Another enterprise which is designed to help pastoralists to profit from their enemy will open nearby later this year. The regional government has bought four machines to crush prosopis pods, which will both reduce the number of seeds germinating and create protein-rich feed for cattle, to be sold by the pastoralists. Communities have begun to collect pods and are being trained to operate the machinery. It won't make a big impact on the spread of the tree: even where no livestock is present to disseminate the many pods, warthogs run wild sowing the seed.

But Dr Taffese is determined to work with the invader. "It's no good condemning it," he states. "If we don't do anything about prosopis, we can't talk about development. We have to understand its better uses."
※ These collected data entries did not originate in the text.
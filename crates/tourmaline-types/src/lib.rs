//! # tourmaline-types: Core types for `Tourmaline`
//!
//! This crate contains shared types used across the `Tourmaline` trust
//! boundary:
//! - Access levels ([`AccessLevel`])
//! - ACL grants ([`AclEntry`], [`RecordAcl`])
//! - Actors ([`Identity`])
//! - Records ([`RecordId`], [`Record`], [`Data`])
//!
//! Everything here is plain data: no I/O, no clocks, no global state. The
//! evaluation logic that consumes these types lives in `tourmaline-acl`.

use std::fmt::{self, Display};

use serde::{Deserialize, Serialize};
use serde_json::Value;

/// Field map for record data.
///
/// Records carry dynamic, schema-less fields, so the JSON object model is
/// the value currency (mirroring what crosses the API boundary).
pub type Data = serde_json::Map<String, Value>;

// ============================================================================
// Access Level
// ============================================================================

/// Capability level required to act on a record.
///
/// Levels are totally ordered: `Read < Write`. A `Write` grant satisfies
/// any requirement a `Read` grant satisfies -- there are no other levels.
///
/// # Examples
///
/// ```
/// use tourmaline_types::AccessLevel;
///
/// assert!(AccessLevel::Read < AccessLevel::Write);
/// assert!(AccessLevel::Write >= AccessLevel::Read);
/// ```
#[derive(
    Debug, Clone, Copy, PartialEq, Eq, PartialOrd, Ord, Hash, Serialize, Deserialize, Default,
)]
#[serde(rename_all = "lowercase")]
pub enum AccessLevel {
    /// Permission to read the record.
    #[default]
    Read,
    /// Permission to modify the record. Implies [`AccessLevel::Read`].
    Write,
}

impl AccessLevel {
    /// Returns whether a grant at this level satisfies a requirement at
    /// `required`.
    pub fn satisfies(self, required: AccessLevel) -> bool {
        self >= required
    }
}

impl Display for AccessLevel {
    fn fmt(&self, f: &mut fmt::Formatter<'_>) -> fmt::Result {
        match self {
            AccessLevel::Read => write!(f, "read"),
            AccessLevel::Write => write!(f, "write"),
        }
    }
}

// ============================================================================
// ACL Entries
// ============================================================================

/// A single grant in a record's ACL.
///
/// Entries are a closed sum: a grant is scoped either to a named role or to
/// one specific user. Entries only ever *grant* -- there is no deny variant,
/// and absence of a matching entry simply contributes nothing.
#[derive(Debug, Clone, PartialEq, Eq, Serialize, Deserialize)]
#[serde(tag = "scope", rename_all = "snake_case")]
pub enum AclEntry {
    /// Grants `level` to every actor holding `role`.
    Role {
        /// Role name the grant is scoped to.
        role: String,
        /// Granted capability level.
        level: AccessLevel,
    },
    /// Grants `level` to the single actor whose id equals `user_id`.
    Direct {
        /// Identity the grant is scoped to.
        user_id: String,
        /// Granted capability level.
        level: AccessLevel,
    },
}

impl AclEntry {
    /// Creates a role-scoped grant.
    pub fn role(role: impl Into<String>, level: AccessLevel) -> Self {
        AclEntry::Role {
            role: role.into(),
            level,
        }
    }

    /// Creates a direct (single-identity) grant.
    pub fn direct(user_id: impl Into<String>, level: AccessLevel) -> Self {
        AclEntry::Direct {
            user_id: user_id.into(),
            level,
        }
    }

    /// Returns the capability level this entry grants.
    pub fn level(&self) -> AccessLevel {
        match self {
            AclEntry::Role { level, .. } | AclEntry::Direct { level, .. } => *level,
        }
    }
}

/// A record's authorization policy: an unordered union of grants.
///
/// Evaluation order is irrelevant -- any one matching, sufficiently-leveled
/// entry grants access, and no entry can revoke a grant made by another.
#[derive(Debug, Clone, PartialEq, Eq, Default, Serialize, Deserialize)]
#[serde(transparent)]
pub struct RecordAcl(Vec<AclEntry>);

impl RecordAcl {
    /// Creates an empty ACL.
    pub fn new() -> Self {
        Self(Vec::new())
    }

    /// Returns the grants in this ACL.
    pub fn entries(&self) -> &[AclEntry] {
        &self.0
    }

    /// Adds a grant.
    pub fn push(&mut self, entry: AclEntry) {
        self.0.push(entry);
    }

    /// Returns whether the ACL carries no grants at all.
    ///
    /// The policy applied to an empty ACL is a deployment decision; see
    /// `EmptyAclPolicy` in `tourmaline-acl`.
    pub fn is_empty(&self) -> bool {
        self.0.is_empty()
    }

    /// Returns the number of grants.
    pub fn len(&self) -> usize {
        self.0.len()
    }
}

impl From<Vec<AclEntry>> for RecordAcl {
    fn from(entries: Vec<AclEntry>) -> Self {
        Self(entries)
    }
}

impl FromIterator<AclEntry> for RecordAcl {
    fn from_iter<I: IntoIterator<Item = AclEntry>>(iter: I) -> Self {
        Self(iter.into_iter().collect())
    }
}

impl<'a> IntoIterator for &'a RecordAcl {
    type Item = &'a AclEntry;
    type IntoIter = std::slice::Iter<'a, AclEntry>;

    fn into_iter(self) -> Self::IntoIter {
        self.0.iter()
    }
}

// ============================================================================
// Identity
// ============================================================================

/// The actor on whose behalf an operation runs.
///
/// Owned by the caller and read-only to evaluation: the trust boundary never
/// mutates an identity, it only matches grants against it.
#[derive(Debug, Clone, PartialEq, Eq, Serialize, Deserialize)]
pub struct Identity {
    /// Stable user id.
    pub id: String,
    /// Roles held by the user. Order is irrelevant; treated as a set.
    #[serde(default)]
    pub roles: Vec<String>,
}

impl Identity {
    /// Creates an identity with no roles.
    pub fn new(id: impl Into<String>) -> Self {
        Self {
            id: id.into(),
            roles: Vec::new(),
        }
    }

    /// Adds a role.
    #[must_use]
    pub fn with_role(mut self, role: impl Into<String>) -> Self {
        self.roles.push(role.into());
        self
    }

    /// Returns whether the actor holds `role`.
    pub fn has_role(&self, role: &str) -> bool {
        self.roles.iter().any(|r| r == role)
    }
}

// ============================================================================
// Records
// ============================================================================

/// Identifies a record by type and key, e.g. `note/0`.
#[derive(Debug, Clone, PartialEq, Eq, Hash, Default, Serialize, Deserialize)]
pub struct RecordId {
    /// Record type (collection name).
    pub record_type: String,
    /// Key unique within the record type.
    pub key: String,
}

impl RecordId {
    /// Creates a record id.
    pub fn new(record_type: impl Into<String>, key: impl Into<String>) -> Self {
        Self {
            record_type: record_type.into(),
            key: key.into(),
        }
    }
}

impl Display for RecordId {
    fn fmt(&self, f: &mut fmt::Formatter<'_>) -> fmt::Result {
        write!(f, "{}/{}", self.record_type, self.key)
    }
}

/// Reserved key selecting the whole transient map.
pub const TRANSIENT_KEY: &str = "_transient";

/// Reserved key prefix selecting a single transient field.
pub const TRANSIENT_FIELD_PREFIX: &str = "_transient_";

/// A record as consumed by the trust boundary.
///
/// `data` is the persisted field set. `transient` is a parallel field set
/// populated per-request and never persisted -- it is skipped on
/// serialization and addressed through the reserved `_transient` key
/// namespace in [`Record::get`] / [`Record::set`].
#[derive(Debug, Clone, PartialEq, Default, Serialize, Deserialize)]
pub struct Record {
    /// Record identifier.
    pub id: RecordId,
    /// Persisted fields.
    #[serde(default)]
    pub data: Data,
    /// Per-request fields, never persisted.
    #[serde(skip)]
    pub transient: Data,
    /// Authorization policy attached to the record.
    #[serde(default)]
    pub acl: RecordAcl,
}

impl Record {
    /// Creates an empty record with the given id.
    pub fn new(id: RecordId) -> Self {
        Self {
            id,
            data: Data::new(),
            transient: Data::new(),
            acl: RecordAcl::new(),
        }
    }

    /// Attaches an ACL.
    #[must_use]
    pub fn with_acl(mut self, acl: RecordAcl) -> Self {
        self.acl = acl;
        self
    }

    /// Gets a field value by key.
    ///
    /// The `_transient` key returns the whole transient map as an object;
    /// `_transient_<field>` returns the single transient field `<field>`.
    /// Every other key addresses `data`. Returns an owned value -- transient
    /// map reads materialize a fresh object.
    pub fn get(&self, key: &str) -> Option<Value> {
        if key == TRANSIENT_KEY {
            Some(Value::Object(self.transient.clone()))
        } else if let Some(field) = key.strip_prefix(TRANSIENT_FIELD_PREFIX) {
            self.transient.get(field).cloned()
        } else {
            self.data.get(key).cloned()
        }
    }

    /// Sets a field value by key.
    ///
    /// The `_transient` key replaces the whole transient map (a non-object
    /// value is discarded); `_transient_<field>` sets the single transient
    /// field `<field>` without disturbing the rest of the map or touching
    /// `data`. Every other key writes to `data`.
    pub fn set(&mut self, key: &str, value: Value) {
        if key == TRANSIENT_KEY {
            if let Value::Object(map) = value {
                self.transient = map;
            }
        } else if let Some(field) = key.strip_prefix(TRANSIENT_FIELD_PREFIX) {
            self.transient.insert(field.to_string(), value);
        } else {
            self.data.insert(key.to_string(), value);
        }
    }
}

// ============================================================================
// Tests
// ============================================================================

#[cfg(test)]
mod tests {
    use super::*;
    use serde_json::json;

    #[test]
    fn access_level_ordering() {
        assert!(AccessLevel::Read < AccessLevel::Write);
        assert!(AccessLevel::Write.satisfies(AccessLevel::Read));
        assert!(AccessLevel::Write.satisfies(AccessLevel::Write));
        assert!(AccessLevel::Read.satisfies(AccessLevel::Read));
        assert!(!AccessLevel::Read.satisfies(AccessLevel::Write));
    }

    #[test]
    fn access_level_serde_round_trip() {
        assert_eq!(
            serde_json::to_string(&AccessLevel::Write).unwrap(),
            "\"write\""
        );
        let level: AccessLevel = serde_json::from_str("\"read\"").unwrap();
        assert_eq!(level, AccessLevel::Read);
    }

    #[test]
    fn entry_constructors() {
        let entry = AclEntry::role("admin", AccessLevel::Write);
        assert_eq!(entry.level(), AccessLevel::Write);

        let entry = AclEntry::direct("user1", AccessLevel::Read);
        assert_eq!(entry.level(), AccessLevel::Read);
    }

    #[test]
    fn identity_roles() {
        let actor = Identity::new("user1").with_role("admin").with_role("ops");
        assert!(actor.has_role("admin"));
        assert!(actor.has_role("ops"));
        assert!(!actor.has_role("nobody"));
    }

    #[test]
    fn record_id_display() {
        assert_eq!(RecordId::new("note", "0").to_string(), "note/0");
    }

    #[test]
    fn get_transient_field() {
        let mut record = Record::new(RecordId::new("note", "0"));
        record
            .transient
            .insert("content".to_string(), json!("hello world"));

        assert_eq!(record.get("content"), None);
        assert_eq!(
            record.get("_transient"),
            Some(json!({"content": "hello world"}))
        );
        assert_eq!(record.get("_transient_content"), Some(json!("hello world")));
    }

    #[test]
    fn set_whole_transient_map() {
        let mut record = Record::new(RecordId::new("note", "0"));
        record.set("_transient", json!({"content": "hello world"}));

        assert_eq!(record.data.get("content"), None);
        assert_eq!(record.transient.get("content"), Some(&json!("hello world")));
    }

    #[test]
    fn set_individual_transient_field() {
        let mut record = Record::new(RecordId::new("note", "0"));
        record
            .transient
            .insert("existing".to_string(), json!("should be here"));

        record.set("_transient_content", json!("hello world"));

        assert_eq!(record.data.get("content"), None);
        assert_eq!(record.transient.get("content"), Some(&json!("hello world")));
        assert_eq!(
            record.transient.get("existing"),
            Some(&json!("should be here"))
        );
    }

    #[test]
    fn set_transient_non_object_is_discarded() {
        let mut record = Record::new(RecordId::new("note", "0"));
        record
            .transient
            .insert("existing".to_string(), json!("kept"));

        record.set("_transient", json!(42));

        assert_eq!(record.transient.get("existing"), Some(&json!("kept")));
    }

    #[test]
    fn set_plain_field_goes_to_data() {
        let mut record = Record::new(RecordId::new("note", "0"));
        record.set("title", json!("groceries"));

        assert_eq!(record.data.get("title"), Some(&json!("groceries")));
        assert!(record.transient.is_empty());
    }

    #[test]
    fn record_serialization_skips_transient() {
        let mut record = Record::new(RecordId::new("note", "0"));
        record.set("title", json!("persisted"));
        record.set("_transient_tmp", json!("per-request"));

        let serialized = serde_json::to_string(&record).unwrap();
        assert!(serialized.contains("persisted"));
        assert!(!serialized.contains("per-request"));

        let round_tripped: Record = serde_json::from_str(&serialized).unwrap();
        assert!(round_tripped.transient.is_empty());
        assert_eq!(round_tripped.data.get("title"), Some(&json!("persisted")));
    }

    #[test]
    fn acl_serde_round_trip() {
        let acl: RecordAcl = vec![
            AclEntry::role("admin", AccessLevel::Write),
            AclEntry::direct("user1", AccessLevel::Read),
        ]
        .into();

        let serialized = serde_json::to_value(&acl).unwrap();
        assert_eq!(
            serialized,
            json!([
                {"scope": "role", "role": "admin", "level": "write"},
                {"scope": "direct", "user_id": "user1", "level": "read"},
            ])
        );

        let parsed: RecordAcl = serde_json::from_value(serialized).unwrap();
        assert_eq!(parsed, acl);
    }
}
The pastoralist way of life is moulded on the ecosystem in which they live. Prosopis is now part of the ecosystem; it is an alien species for which pastoralists have no traditional use, but the plant has potential. Though each of the countries where it has been introduced is struggling to control infestations, the marketability of prosopis is also exploited: prosopis is used to make timber and charcoal in the US, animal fodder in Brazil, gum in India and honey in Mexico, where restrictions are now in place on the plant for fear of its overuse.

Dubale Admassu, an animal scientist working on the control of prosopis in Afar, says: "We'll take the Afars to Mexico and the Mexicans to Afar: then we'll learn what to do with this plant!" Pastoralism is all about adapting to change, and faced with the near impossibility of eliminating the tree from their land, pastoralists could begin to consider the thorny invader as a blessing very well disguised.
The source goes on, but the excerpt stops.